======== Extracted entries ========

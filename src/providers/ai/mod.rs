//! AI/LLM provider implementations.
//!
//! This module provides a unified interface for the language models that
//! score messages.
//!
//! # Supported Providers
//!
//! - **OpenAI-compatible**: Works with OpenAI, vLLM, LM Studio, and other compatible endpoints
//! - **Ollama**: Local LLM inference via Ollama
//!
//! # Example
//!
//! ```rust,no_run
//! use mailsift::providers::ai::{ChatMessage, CompletionRequest, LlmProvider, OllamaProvider};
//!
//! # async fn example() -> Result<(), Box<dyn std::error::Error>> {
//! let ollama = OllamaProvider::new("llama3.2");
//!
//! let request = CompletionRequest::new(vec![ChatMessage::user("Subject: 50% off today")])
//!     .with_system_prompt("Rate this email's importance as JSON.");
//!
//! let response = ollama.complete(&request).await?;
//! println!("Response: {}", response.text);
//! # Ok(())
//! # }
//! ```

mod ollama;
mod openai;
mod traits;

pub use ollama::OllamaProvider;
pub use openai::OpenAiCompatibleProvider;
pub use traits::{
    ChatMessage, CompletionRequest, CompletionResponse, FinishReason, LlmError, LlmProvider,
    LlmResult, Role, TokenUsage,
};
//! Record set domain types.
//!
//! A [`RecordSet`] is the full local view of the mailbox: every known message
//! keyed by its id, each with an optional analysis.

use chrono::{DateTime, Utc};
use std::collections::BTreeMap;

use super::{AnalysisResult, Message, MessageId};

/// A message together with its latest analysis, if any.
#[derive(Debug, Clone, PartialEq)]
pub struct Record {
    pub message: Message,
    pub analysis: Option<AnalysisResult>,
}

impl Record {
    /// Creates an unanalyzed record.
    pub fn new(message: Message) -> Self {
        Self {
            message,
            analysis: None,
        }
    }

    /// Creates a record with an analysis attached.
    pub fn analyzed(message: Message, analysis: AnalysisResult) -> Self {
        Self {
            message,
            analysis: Some(analysis),
        }
    }

    pub fn id(&self) -> &MessageId {
        &self.message.id
    }

    pub fn is_analyzed(&self) -> bool {
        self.analysis.is_some()
    }
}

/// Mapping from message id to [`Record`].
///
/// Keys are always taken from the stored message, so a record can never be
/// filed under another message's id.
#[derive(Debug, Clone, Default, PartialEq)]
pub struct RecordSet {
    records: BTreeMap<MessageId, Record>,
    // Stored entries this build could not read, written back unchanged.
    unreadable: BTreeMap<String, serde_json::Value>,
    last_sync: Option<DateTime<Utc>>,
    last_analysis: Option<DateTime<Utc>>,
}

impl RecordSet {
    pub fn new() -> Self {
        Self::default()
    }

    /// Builds an unanalyzed record set from fetched messages.
    ///
    /// Later duplicates of the same id replace earlier ones.
    pub fn from_messages(messages: impl IntoIterator<Item = Message>) -> Self {
        messages.into_iter().map(Record::new).collect()
    }

    pub fn len(&self) -> usize {
        self.records.len()
    }

    pub fn is_empty(&self) -> bool {
        self.records.is_empty()
    }

    pub fn get(&self, id: &MessageId) -> Option<&Record> {
        self.records.get(id)
    }

    pub fn contains(&self, id: &MessageId) -> bool {
        self.records.contains_key(id)
    }

    /// Inserts a record, returning the one previously stored under its id.
    ///
    /// Replaces any unreadable entry stored under the same key.
    pub fn insert(&mut self, record: Record) -> Option<Record> {
        self.unreadable.remove(record.message.id.as_str());
        self.records.insert(record.message.id.clone(), record)
    }

    /// Keeps a stored entry that could not be parsed so it survives the
    /// next save. Ignored when a readable record already uses `key`.
    pub fn keep_unreadable(&mut self, key: impl Into<String>, raw: serde_json::Value) {
        let key = key.into();
        if !self.records.contains_key(&MessageId::from(key.as_str())) {
            self.unreadable.insert(key, raw);
        }
    }

    /// Entries kept verbatim because they could not be parsed.
    pub fn unreadable(&self) -> impl Iterator<Item = (&str, &serde_json::Value)> {
        self.unreadable.iter().map(|(key, raw)| (key.as_str(), raw))
    }

    pub fn unreadable_count(&self) -> usize {
        self.unreadable.len()
    }

    pub fn remove(&mut self, id: &MessageId) -> Option<Record> {
        self.records.remove(id)
    }

    /// Attaches an analysis to an existing record.
    ///
    /// Returns `false` when no record with that id exists.
    pub fn set_analysis(&mut self, id: &MessageId, analysis: AnalysisResult) -> bool {
        match self.records.get_mut(id) {
            Some(record) => {
                record.analysis = Some(analysis);
                true
            }
            None => false,
        }
    }

    /// Updates the read flag of a stored message.
    ///
    /// Returns `false` when no record with that id exists.
    pub fn set_read(&mut self, id: &MessageId, is_read: bool) -> bool {
        match self.records.get_mut(id) {
            Some(record) => {
                record.message.is_read = is_read;
                true
            }
            None => false,
        }
    }

    /// Iterates records in id order.
    pub fn iter(&self) -> impl Iterator<Item = &Record> {
        self.records.values()
    }

    pub fn ids(&self) -> impl Iterator<Item = &MessageId> {
        self.records.keys()
    }

    pub fn analyzed_count(&self) -> usize {
        self.records.values().filter(|r| r.is_analyzed()).count()
    }

    pub fn last_sync(&self) -> Option<DateTime<Utc>> {
        self.last_sync
    }

    pub fn set_last_sync(&mut self, at: DateTime<Utc>) {
        self.last_sync = Some(at);
    }

    pub fn last_analysis(&self) -> Option<DateTime<Utc>> {
        self.last_analysis
    }

    pub fn set_last_analysis(&mut self, at: DateTime<Utc>) {
        self.last_analysis = Some(at);
    }

    /// Copies the sync and analysis timestamps from another set.
    pub(crate) fn inherit_timestamps(&mut self, other: &RecordSet) {
        self.last_sync = other.last_sync;
        self.last_analysis = other.last_analysis;
    }
}

impl FromIterator<Record> for RecordSet {
    fn from_iter<I: IntoIterator<Item = Record>>(iter: I) -> Self {
        let mut set = RecordSet::new();
        for record in iter {
            set.insert(record);
        }
        set
    }
}

impl IntoIterator for RecordSet {
    type Item = Record;
    type IntoIter = std::collections::btree_map::IntoValues<MessageId, Record>;

    fn into_iter(self) -> Self::IntoIter {
        self.records.into_values()
    }
}

#[cfg(test)]
mod tests {
    use super::*;
    use crate::domain::{Category, ImportanceTier};

    fn message(id: &str) -> Message {
        Message::new(id, "sender@example.com", "Subject", Utc::now())
    }

    fn analysis(score: f64) -> AnalysisResult {
        AnalysisResult {
            score,
            tier: ImportanceTier::Medium,
            rationale: "test".to_string(),
            category: Category::Other,
            safety_override: false,
            safety_reason: None,
            scored_by: None,
            summary: None,
            analyzed_at: Utc::now(),
        }
    }

    #[test]
    fn records_are_keyed_by_message_id() {
        let set = RecordSet::from_messages(vec![message("b"), message("a")]);
        let ids: Vec<&str> = set.ids().map(|id| id.as_str()).collect();
        assert_eq!(ids, vec!["a", "b"]);
        assert!(set.iter().all(|r| !r.is_analyzed()));
    }

    #[test]
    fn duplicate_messages_keep_last() {
        let mut later = message("a");
        later.is_read = true;
        let set = RecordSet::from_messages(vec![message("a"), later]);

        assert_eq!(set.len(), 1);
        assert!(set.get(&MessageId::from("a")).unwrap().message.is_read);
    }

    #[test]
    fn set_analysis_requires_existing_record() {
        let mut set = RecordSet::from_messages(vec![message("a")]);

        assert!(set.set_analysis(&MessageId::from("a"), analysis(2.0)));
        assert!(!set.set_analysis(&MessageId::from("missing"), analysis(2.0)));
        assert_eq!(set.analyzed_count(), 1);
        assert!(!set.contains(&MessageId::from("missing")));
    }

    #[test]
    fn set_read_updates_flag() {
        let mut set = RecordSet::from_messages(vec![message("a")]);
        assert!(set.set_read(&MessageId::from("a"), true));
        assert!(set.get(&MessageId::from("a")).unwrap().message.is_read);
        assert!(!set.set_read(&MessageId::from("b"), true));
    }

    #[test]
    fn timestamps_are_tracked() {
        let mut set = RecordSet::new();
        assert!(set.last_sync().is_none());

        let now = Utc::now();
        set.set_last_sync(now);
        set.set_last_analysis(now);

        let mut other = RecordSet::new();
        other.inherit_timestamps(&set);
        assert_eq!(other.last_sync(), Some(now));
        assert_eq!(other.last_analysis(), Some(now));
    }

    #[test]
    fn unreadable_entries_yield_to_readable_records() {
        let mut set = RecordSet::new();
        set.keep_unreadable("a", serde_json::json!({ "message": "garbled" }));
        set.keep_unreadable("b", serde_json::json!(42));
        assert_eq!(set.unreadable_count(), 2);
        assert!(set.is_empty());

        set.insert(Record::new(message("a")));
        let keys: Vec<&str> = set.unreadable().map(|(key, _)| key).collect();
        assert_eq!(keys, vec!["b"]);

        set.keep_unreadable("a", serde_json::json!(null));
        assert_eq!(set.unreadable_count(), 1);
    }
}
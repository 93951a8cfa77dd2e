//! Mailbox port definitions.
//!
//! The analysis core never talks to a mail server directly. It consumes two
//! narrow ports: [`MailboxFetch`] supplies unread message snapshots and
//! [`MailboxMutation`] applies read-state changes chosen from the candidate
//! list. Implementations own transport, authentication and retries.

use async_trait::async_trait;
use serde::{Deserialize, Serialize};
use std::collections::BTreeSet;

use crate::domain::{Message, MessageId};

/// Result type alias for mailbox operations.
pub type Result<T> = std::result::Result<T, TransportError>;

/// Errors that make a whole mailbox call fail.
#[derive(Debug, thiserror::Error)]
pub enum TransportError {
    /// Authentication failed or credentials expired.
    #[error("authentication failed: {0}")]
    Authentication(String),

    /// Network or connection error.
    #[error("connection error: {0}")]
    Connection(String),

    /// The provider refused the request.
    #[error("request rejected: {0}")]
    Rejected(String),

    /// The provider answered with something that could not be understood.
    #[error("invalid response: {0}")]
    InvalidResponse(String),
}

/// Source of unread message snapshots.
#[cfg_attr(test, mockall::automock)]
#[async_trait]
pub trait MailboxFetch: Send + Sync {
    /// Fetches up to `max_count` unread messages.
    async fn fetch_unread(&self, max_count: usize) -> Result<Vec<Message>>;
}

/// Applies read-state changes to the mailbox.
#[cfg_attr(test, mockall::automock)]
#[async_trait]
pub trait MailboxMutation: Send + Sync {
    /// Marks every id as read.
    ///
    /// Individual ids may fail while others succeed; those failures are
    /// reported in the returned [`MarkReadReport`]. An `Err` means nothing
    /// was applied.
    async fn mark_read(&self, ids: &BTreeSet<MessageId>) -> Result<MarkReadReport>;
}

/// Outcome of a mark-read call, one entry per requested id.
#[derive(Debug, Clone, Default, PartialEq, Eq, Serialize, Deserialize)]
pub struct MarkReadReport {
    /// Ids the provider marked as read.
    pub succeeded: BTreeSet<MessageId>,
    /// Ids that could not be marked, with the provider's reason.
    pub failed: Vec<(MessageId, String)>,
}

impl MarkReadReport {
    pub fn record_success(&mut self, id: MessageId) {
        self.succeeded.insert(id);
    }

    pub fn record_failure(&mut self, id: MessageId, reason: impl Into<String>) {
        self.failed.push((id, reason.into()));
    }

    /// Whether every requested id was applied.
    pub fn is_complete(&self) -> bool {
        self.failed.is_empty()
    }

    pub fn total(&self) -> usize {
        self.succeeded.len() + self.failed.len()
    }
}
//! Mailbox ports and the file-backed mailbox.

mod snapshot;
mod traits;

pub use snapshot::SnapshotMailbox;
pub use traits::{MailboxFetch, MailboxMutation, MarkReadReport, Result, TransportError};

#[cfg(test)]
pub use traits::{MockMailboxFetch, MockMailboxMutation};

========

--- Exercise directions ---
What is needed is an exact copy of the lines from the one containing "the file-backed mailbox." through the last line of the records above, both included.

--- Written solution ---
//! Mailbox ports and the file-backed mailbox.

mod snapshot;
mod traits;

pub use snapshot::SnapshotMailbox;
pub use traits::{MailboxFetch, MailboxMutation, MarkReadReport, Result, TransportError};

#[cfg(test)]
pub use traits::{MockMailboxFetch, MockMailboxMutation};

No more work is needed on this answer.